Ипполит тащил разомлевших, ничего не понявших спросонья парней, тащил их в кирпичный ледник, под спасительную каменную кладку. Свирепый налет взрывами близился к их дому, бомбы, огненным ожерельем охватывая кожевенный завод, неумолимо ползли к зеленому домику.
Ребята скатились по ослизлым ступеням в затхлый, темный погреб и только здесь дали волю налетевшему страху. Ипполит и сам еще не совладал с испугом — в такую переделку угодить, — но приструнил свои нервишки, начал успокаивать парней. Мощный взрыв покачнул вековой камень, ходуном заходила земля, текучие струйки песка посыпались за шиворот, и по страшному удару Ипполит определил — вздыбился и рухнул кожевенный завод. Выходит, попали они в самый круг прицельной бомбежки. А потом пополз в погреб удушающий, кислый дым — до чего же едко и тошнотно пахли горящие кожи… Дрожал Родька, дрожал Степан…
Не опушенная серой пылью буйная зелень укрыла ладный домик. Кустарники разрослись за палисадником, просовывались на улицу, выбегали на присыпанные песком дорожки, ползуче устремлялись к дровяному сараю. Все тот же каменный фундамент нерушимо дремал в земле, а вот сам дом обновился, расстроился. Округлые бревна коренной избы облепили с обеих боков модные веранды, глазевшие намытым стеклом на тихую улицу, гнилая дранка исчезла с крыши, и лоснилась теперь крыша железом, а на месте колодезного сруба красовалась синяя колонка.

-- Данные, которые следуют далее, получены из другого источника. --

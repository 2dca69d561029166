//! packetflow CLI library, split from the binary so subcommands are testable.

pub mod app;
pub mod commands;
pub mod logging;
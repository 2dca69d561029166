use std::path::PathBuf;
use std::time::Duration;

use thiserror::Error;

use super::code::ExitCode;
use super::manifest::ManifestError;
use super::store::StoreError;
use crate::track::TrackPhase;

/// Track-local failures. Any of these stops only the track that raised it.
#[derive(Error, Debug)]
pub enum TrackError {
    #[error("track '{track}': dependencies {missing:?} not complete after {waited:?}")]
    DependencyTimeout {
        track: String,
        missing: Vec<String>,
        waited: Duration,
    },

    #[error(
        "track '{track}': worktree {} is on branch '{actual}', expected '{expected}'",
        worktree.display()
    )]
    WorktreeBranchMismatch {
        track: String,
        worktree: PathBuf,
        expected: String,
        actual: String,
    },

    #[error("track '{track}': task '{task}' not accepted after {attempts} attempt(s): {reason}")]
    TaskAcceptanceFailure {
        track: String,
        task: String,
        attempts: u32,
        reason: String,
    },

    #[error("track '{track}': checkpoint exists (last completed task '{last_completed}')")]
    CheckpointPresent {
        track: String,
        last_completed: String,
    },

    #[error("track '{track}': checkpoint does not match packet: {reason}")]
    CheckpointMismatch { track: String, reason: String },

    #[error("track '{track}': invalid transition {from:?} -> {to:?}")]
    InvalidTransition {
        track: String,
        from: TrackPhase,
        to: TrackPhase,
    },

    #[error("track '{track}': {context}: {source}")]
    Collaborator {
        track: String,
        context: &'static str,
        source: anyhow::Error,
    },

    #[error(transparent)]
    Manifest(#[from] ManifestError),

    #[error(transparent)]
    Store(#[from] StoreError),
}

impl TrackError {
    pub fn track_id(&self) -> Option<&str> {
        match self {
            Self::DependencyTimeout { track, .. }
            | Self::WorktreeBranchMismatch { track, .. }
            | Self::TaskAcceptanceFailure { track, .. }
            | Self::CheckpointPresent { track, .. }
            | Self::CheckpointMismatch { track, .. }
            | Self::InvalidTransition { track, .. }
            | Self::Collaborator { track, .. } => Some(track),
            Self::Manifest(ManifestError::MalformedPacket { track, .. }) => Some(track),
            Self::Manifest(_) | Self::Store(_) => None,
        }
    }

    pub fn exit_code(&self) -> ExitCode {
        match self {
            Self::DependencyTimeout { .. } => ExitCode::DependencyTimeout,
            Self::WorktreeBranchMismatch { .. } | Self::TaskAcceptanceFailure { .. } => {
                ExitCode::TrackFailure
            }
            Self::CheckpointPresent { .. } | Self::CheckpointMismatch { .. } => {
                ExitCode::ValidationError
            }
            Self::Manifest(e) => e.exit_code(),
            Self::InvalidTransition { .. } | Self::Collaborator { .. } | Self::Store(_) => {
                ExitCode::GeneralError
            }
        }
    }

    /// The entry point the operator should use next.
    pub fn remediation(&self) -> String {
        match self {
            Self::DependencyTimeout { missing, .. } => format!(
                "finish {} first, or rerun with --on-dependency-timeout wait",
                missing.join(", ")
            ),
            Self::WorktreeBranchMismatch {
                worktree, expected, ..
            } => format!(
                "check out '{expected}' in {} yourself, then rerun with --resume",
                worktree.display()
            ),
            Self::TaskAcceptanceFailure { task, .. } => format!(
                "fix task '{task}' by hand or amend the packet, then rerun with --resume"
            ),
            Self::CheckpointPresent { .. } => {
                "rerun with --resume to continue from the checkpoint".to_string()
            }
            Self::CheckpointMismatch { track, .. } => format!(
                "restore the original packet, or delete the checkpoint of '{track}' to start over"
            ),
            Self::Manifest(e) => e.remediation(),
            Self::InvalidTransition { .. } | Self::Collaborator { .. } | Self::Store(_) => {
                "rerun with --resume once the underlying problem is fixed".to_string()
            }
        }
    }
}
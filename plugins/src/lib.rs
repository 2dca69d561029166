pub mod command;
pub mod decisions;
pub mod factory;
pub mod gates;
pub mod git;
pub mod knowledge;
pub mod renderers;
pub mod retry;
pub mod services;
pub mod task_executor;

Такой невспугнутой чистотой встававшего дня пахнуло на Родиона, так открыто посмотрел на него этот памятный дом, что тоска заплескалась в сердце Родиона, тоска по ушедшему, по невозвратному, навсегда утекающему в глубины времени.
Родион подошел ближе к палисаднику, чтобы разглядеть тот спасительный погреб — неужели годы сохранили и его? Кустарник обнимал красный кирпич, полз по наклонной крыше ледника, трухлявая дверь вела на ступеньки, по которым он скатился из смерти в жизнь. Печально подумалось, что теперь, видно, не спускаются в погреб люди, холодильники вошли в дома, что и про ту взрывную ночь, наверное, забыли…
А если постучаться в зеленый дом, разбудить спозаранку прошлое? Но тут же одернул себя — он уже звонил в ленинградскую квартиру…
Базар еще не вошел в силу, только проклевывался первый говор продавцов и покупателей, но таксисты уже гомонились, смачно зевали, наметанным глазом выуживая выгодных клиентов.
Хоть плачь от досады, но белой вороной смотрится Родион среди людей. Он думал, что затрапезный костюм и неказистая кепочка, купленные для такого случая в Ленинграде, сотрут неуловимую разницу, уравняют, смешают его с людьми, живущими на своей земле. Судорожное беспокойство или манеры заезжего человека, сумятливость взгляда или неловко скрываемая виноватость — это или что-то еще более отличительное отодвигало его в сторонку, обосабливало от всех, кто проснулся сегодня в своем доме.
Таксисты поначалу бросились к раннему пассажиру. Потом один за другим сникли, начали пререкаться: чья очередь? В русском говоре уловили чужие интонации. Подрядился отвезти Родиона в Ольховку серьезный мужчина с крупной головой, развернутыми плечами. И сразу же отчеканил, что до Ольховки по счетчику набивает столько-то… На раскатистой, по-утреннему спорой дороге вроде растеплился, начал беззаботную водительскую трепотню.
Понятливо закивал головой, когда узнал, что завертела война в чужой стороне Родиона… Согласился — всякое бывает, затейливо жизненные случаи выплетают судьбу… Но как только узнал, что молчаливо прожил Родион все годы, что матери голоса не подал, то сразу набычился, процедив неприязненно: «Ну и дела, ну и повороты». Отчужденно замолчали мужчины-ровесники.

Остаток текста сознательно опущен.